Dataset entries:
-=-=-=-=-

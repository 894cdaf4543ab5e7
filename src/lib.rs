//! Workspace facade crate.
//!
//! Host applications depend on `listsync-workspace` and reach the list
//! synchronization core through the [`core_service`] re-export, without
//! wiring each workspace crate individually.

pub use core_service::*;
//! Time and Logging Abstractions
//!
//! Injectable time source plus the sink contract used to mirror structured
//! logs into a host pipeline.

use chrono::{DateTime, Duration, Utc};
use serde::{Deserialize, Serialize};
use std::collections::HashMap;
use std::sync::{Mutex, PoisonError};

use crate::error::Result;

/// Time source.
///
/// TTL arithmetic, cooldown expiry and schedule bookkeeping all read the
/// current instant through this trait so tests can pin it.
///
/// # Example
///
/// ```ignore
/// use bridge_traits::time::Clock;
///
/// fn expiry(clock: &dyn Clock) -> i64 {
///     clock.unix_timestamp() + 900
/// }
/// ```
pub trait Clock: Send + Sync {
    /// Current UTC time
    fn now(&self) -> DateTime<Utc>;

    /// Current Unix timestamp in seconds
    fn unix_timestamp(&self) -> i64 {
        self.now().timestamp()
    }

    /// Current Unix timestamp in milliseconds
    fn unix_timestamp_millis(&self) -> i64 {
        self.now().timestamp_millis()
    }
}

/// Wall clock backed by the operating system.
#[derive(Debug, Clone, Default)]
pub struct SystemClock;

impl Clock for SystemClock {
    fn now(&self) -> DateTime<Utc> {
        Utc::now()
    }
}

/// Clock that only moves when told to.
///
/// Handy for hosts replaying recorded sessions and for tests exercising
/// expiry boundaries.
#[derive(Debug)]
pub struct ManualClock {
    now: Mutex<DateTime<Utc>>,
}

impl ManualClock {
    pub fn new(start: DateTime<Utc>) -> Self {
        Self {
            now: Mutex::new(start),
        }
    }

    /// Move the clock forward by `delta`.
    pub fn advance(&self, delta: Duration) {
        let mut now = self.now.lock().unwrap_or_else(PoisonError::into_inner);
        *now += delta;
    }

    /// Jump to an absolute instant.
    pub fn set(&self, instant: DateTime<Utc>) {
        let mut now = self.now.lock().unwrap_or_else(PoisonError::into_inner);
        *now = instant;
    }
}

impl Clock for ManualClock {
    fn now(&self) -> DateTime<Utc> {
        *self.now.lock().unwrap_or_else(PoisonError::into_inner)
    }
}

/// Log level
#[derive(Debug, Clone, Copy, PartialEq, Eq, PartialOrd, Ord, Serialize, Deserialize)]
pub enum LogLevel {
    Trace,
    Debug,
    Info,
    Warn,
    Error,
}

impl LogLevel {
    pub fn as_str(&self) -> &'static str {
        match self {
            LogLevel::Trace => "trace",
            LogLevel::Debug => "debug",
            LogLevel::Info => "info",
            LogLevel::Warn => "warn",
            LogLevel::Error => "error",
        }
    }
}

/// Structured log entry handed to a [`LoggerSink`].
#[derive(Debug, Clone, Serialize, Deserialize)]
pub struct LogEntry {
    pub level: LogLevel,
    pub timestamp: DateTime<Utc>,
    /// Emitting module
    pub target: String,
    pub message: String,
    /// Event fields, already rendered to strings
    pub fields: HashMap<String, String>,
    /// Name of the span the event was recorded in
    pub span: Option<String>,
}

impl LogEntry {
    pub fn new(level: LogLevel, target: impl Into<String>, message: impl Into<String>) -> Self {
        Self {
            level,
            timestamp: Utc::now(),
            target: target.into(),
            message: message.into(),
            fields: HashMap::new(),
            span: None,
        }
    }

    pub fn with_field(mut self, key: impl Into<String>, value: impl Into<String>) -> Self {
        self.fields.insert(key.into(), value.into());
        self
    }

    pub fn with_span(mut self, span: impl Into<String>) -> Self {
        self.span = Some(span.into());
        self
    }
}

/// Logger sink
///
/// Receives every event that survives filtering so the host can route it to
/// its own log pipeline (bot console, log file, hosted collector).
///
/// # Security
///
/// Implementations must not persist credential material. The core never puts
/// decrypted tokens into log fields, but sinks should still treat fields as
/// untrusted text.
#[async_trait::async_trait]
pub trait LoggerSink: Send + Sync {
    /// Forward a log entry
    async fn log(&self, entry: LogEntry) -> Result<()>;

    /// Flush any buffered entries
    async fn flush(&self) -> Result<()> {
        Ok(())
    }

    /// Entries below this level are dropped before reaching the sink.
    fn min_level(&self) -> LogLevel {
        LogLevel::Info
    }
}
//! Typed access to snapshots, media documents and alias lookups.

use super::keys::{alias_key, media_key, snapshot_key};
use super::CacheStore;
use crate::error::{LibraryError, Result};
use crate::models::{ListSnapshot, MediaDocument};
use bridge_traits::{Clock, ExternalAccountId, MediaId, MediaKind};
use chrono::{DateTime, Utc};
use serde::{Deserialize, Serialize};
use std::sync::Arc;
use std::time::Duration;
use tracing::{debug, warn};

#[derive(Debug, Serialize, Deserialize)]
#[serde(rename_all = "camelCase")]
struct AliasTarget {
    media_id: MediaId,
}

/// Cache facade applying the keyspace and TTL policy.
#[derive(Clone)]
pub struct MediaCache {
    store: Arc<dyn CacheStore>,
    clock: Arc<dyn Clock>,
    media_ttl: chrono::Duration,
}

impl MediaCache {
    /// `media_ttl` caps the lifetime of every media document.
    pub fn new(store: Arc<dyn CacheStore>, clock: Arc<dyn Clock>, media_ttl: Duration) -> Result<Self> {
        let media_ttl = chrono::Duration::from_std(media_ttl).map_err(|e| {
            LibraryError::InvalidInput {
                field: "media_ttl".to_string(),
                message: e.to_string(),
            }
        })?;
        Ok(Self {
            store,
            clock,
            media_ttl,
        })
    }

    pub fn store(&self) -> &Arc<dyn CacheStore> {
        &self.store
    }

    // ===== Snapshots =====

    /// Replace the account's snapshot for `kind`. Snapshots never expire.
    pub async fn put_snapshot(
        &self,
        external_id: ExternalAccountId,
        kind: MediaKind,
        snapshot: &ListSnapshot,
    ) -> Result<()> {
        let value = serde_json::to_value(snapshot)?;
        self.store
            .put(&snapshot_key(external_id, kind), value, None)
            .await
    }

    pub async fn get_snapshot(
        &self,
        external_id: ExternalAccountId,
        kind: MediaKind,
    ) -> Result<Option<ListSnapshot>> {
        match self.store.get(&snapshot_key(external_id, kind)).await? {
            Some(value) => Ok(Some(serde_json::from_value(value)?)),
            None => Ok(None),
        }
    }

    pub async fn delete_snapshot(
        &self,
        external_id: ExternalAccountId,
        kind: MediaKind,
    ) -> Result<bool> {
        self.store.delete(&snapshot_key(external_id, kind)).await
    }

    // ===== Media documents =====

    /// Deadline for a media document written now.
    ///
    /// `now + media_ttl`, or the next release time when that is in the future
    /// and earlier.
    pub fn media_expiry(&self, document: &MediaDocument) -> DateTime<Utc> {
        let now = self.clock.now();
        let cap = now + self.media_ttl;

        document
            .next_available_at()
            .and_then(|secs| DateTime::<Utc>::from_timestamp(secs, 0))
            .filter(|at| *at > now && *at < cap)
            .unwrap_or(cap)
    }

    /// Write a media document and its alias keys.
    ///
    /// The deadline is recomputed on every write. Alias keys get the same
    /// deadline; a failed alias write is logged and otherwise ignored.
    pub async fn store_media(&self, document: &MediaDocument) -> Result<DateTime<Utc>> {
        let kind = document.kind();
        let expires_at = self.media_expiry(document);

        self.store
            .put(
                &media_key(kind, document.id()),
                document.to_value()?,
                Some(expires_at),
            )
            .await?;

        let target = serde_json::to_value(AliasTarget {
            media_id: document.id(),
        })?;
        for synonym in &document.common().synonyms {
            let Some(key) = alias_key(kind, synonym) else {
                continue;
            };
            if let Err(e) = self.store.put(&key, target.clone(), Some(expires_at)).await {
                warn!(key = %key, error = %e, "Failed to write alias key");
            }
        }

        debug!(
            kind = %kind,
            media_id = document.id(),
            expires_at = %expires_at,
            "Cached media document"
        );
        Ok(expires_at)
    }

    pub async fn get_media(&self, kind: MediaKind, media_id: MediaId) -> Result<Option<MediaDocument>> {
        match self.store.get(&media_key(kind, media_id)).await? {
            Some(value) => Ok(Some(MediaDocument::from_value(kind, value)?)),
            None => Ok(None),
        }
    }

    /// Look a media document up by one of its synonyms.
    ///
    /// Returns `None` when the alias is unknown or its document has already
    /// expired.
    pub async fn resolve_alias(&self, kind: MediaKind, title: &str) -> Result<Option<MediaDocument>> {
        let Some(key) = alias_key(kind, title) else {
            return Ok(None);
        };
        let Some(value) = self.store.get(&key).await? else {
            return Ok(None);
        };
        let target: AliasTarget = serde_json::from_value(value)?;
        self.get_media(kind, target.media_id).await
    }
}

#[cfg(test)]
mod tests {
    use super::*;
    use crate::cache::MemoryCacheStore;
    use crate::models::{SnapshotEntry, SnapshotUser};
    use bridge_traits::{ManualClock, MediaPayload};
    use chrono::TimeZone;
    use serde_json::json;

    const WEEK: Duration = Duration::from_secs(7 * 24 * 60 * 60);

    fn setup() -> (Arc<ManualClock>, MediaCache) {
        let clock = Arc::new(ManualClock::new(
            Utc.with_ymd_and_hms(2024, 4, 1, 12, 0, 0).unwrap(),
        ));
        let store = Arc::new(MemoryCacheStore::new(clock.clone()));
        let cache = MediaCache::new(store, clock.clone(), WEEK).unwrap();
        (clock, cache)
    }

    fn anime(id: i64, airing_at: Option<i64>) -> MediaDocument {
        let payload: MediaPayload = serde_json::from_value(json!({
            "id": id,
            "title": { "romaji": "Frieren" },
            "synonyms": ["Sousou no Frieren", "Frieren: Beyond Journey's End"],
            "nextAiringEpisode": airing_at.map(|at| json!({ "airingAt": at, "episode": 5 })),
        }))
        .unwrap();
        MediaDocument::from_payload(MediaKind::Anime, &payload).unwrap()
    }

    #[tokio::test]
    async fn test_next_release_shortens_ttl() {
        let (clock, cache) = setup();
        let in_three_days = clock.now() + chrono::Duration::days(3);

        let expires_at = cache
            .store_media(&anime(1, Some(in_three_days.timestamp())))
            .await
            .unwrap();

        assert_eq!(expires_at, in_three_days);
    }

    #[tokio::test]
    async fn test_ttl_capped_at_media_ttl() {
        let (clock, cache) = setup();
        let in_ten_days = clock.now() + chrono::Duration::days(10);
        let week = clock.now() + chrono::Duration::days(7);

        assert_eq!(cache.media_expiry(&anime(1, Some(in_ten_days.timestamp()))), week);
        assert_eq!(cache.media_expiry(&anime(1, None)), week);

        // A release time already in the past is ignored.
        let yesterday = clock.now() - chrono::Duration::days(1);
        assert_eq!(cache.media_expiry(&anime(1, Some(yesterday.timestamp()))), week);
    }

    #[tokio::test]
    async fn test_ttl_reevaluated_on_rewrite() {
        let (clock, cache) = setup();
        let in_one_day = clock.now() + chrono::Duration::days(1);
        cache
            .store_media(&anime(9, Some(in_one_day.timestamp())))
            .await
            .unwrap();

        cache.store_media(&anime(9, None)).await.unwrap();

        clock.advance(chrono::Duration::days(2));
        assert!(cache.get_media(MediaKind::Anime, 9).await.unwrap().is_some());
    }

    #[tokio::test]
    async fn test_alias_resolves_and_shares_deadline() {
        let (clock, cache) = setup();
        let in_two_days = clock.now() + chrono::Duration::days(2);
        cache
            .store_media(&anime(154587, Some(in_two_days.timestamp())))
            .await
            .unwrap();

        let found = cache
            .resolve_alias(MediaKind::Anime, "SOUSOU NO FRIEREN")
            .await
            .unwrap()
            .unwrap();
        assert_eq!(found.id(), 154587);
        assert!(cache
            .resolve_alias(MediaKind::Manga, "Sousou no Frieren")
            .await
            .unwrap()
            .is_none());

        clock.advance(chrono::Duration::days(2));
        assert!(cache
            .store()
            .get("alias:anime-sousounofrieren")
            .await
            .unwrap()
            .is_none());
    }

    #[tokio::test]
    async fn test_snapshot_replace_and_delete() {
        let (_, cache) = setup();
        let ext = ExternalAccountId::new(3);
        let entry = SnapshotEntry {
            user: SnapshotUser {
                name: "mika".to_string(),
                id: 3,
                media_list_options: None,
            },
            status: Some("COMPLETED".to_string()),
            progress: Some(12),
            score: None,
            notes: None,
        };

        let first: ListSnapshot = [(10, entry.clone()), (11, entry.clone())].into();
        cache.put_snapshot(ext, MediaKind::Anime, &first).await.unwrap();

        let second: ListSnapshot = [(12, entry)].into();
        cache.put_snapshot(ext, MediaKind::Anime, &second).await.unwrap();

        let stored = cache.get_snapshot(ext, MediaKind::Anime).await.unwrap().unwrap();
        assert_eq!(stored.keys().copied().collect::<Vec<_>>(), vec![12]);
        assert!(cache.get_snapshot(ext, MediaKind::Manga).await.unwrap().is_none());

        assert!(cache.delete_snapshot(ext, MediaKind::Anime).await.unwrap());
        assert!(cache.get_snapshot(ext, MediaKind::Anime).await.unwrap().is_none());
    }
}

-=-=-=-=-

Task details: The job here is to find each line above with the word "PoisonError" and copy it.

Exercise result:
use std::sync::{Mutex, PoisonError};
        let mut now = self.now.lock().unwrap_or_else(PoisonError::into_inner);
        let mut now = self.now.lock().unwrap_or_else(PoisonError::into_inner);
        *self.now.lock().unwrap_or_else(PoisonError::into_inner)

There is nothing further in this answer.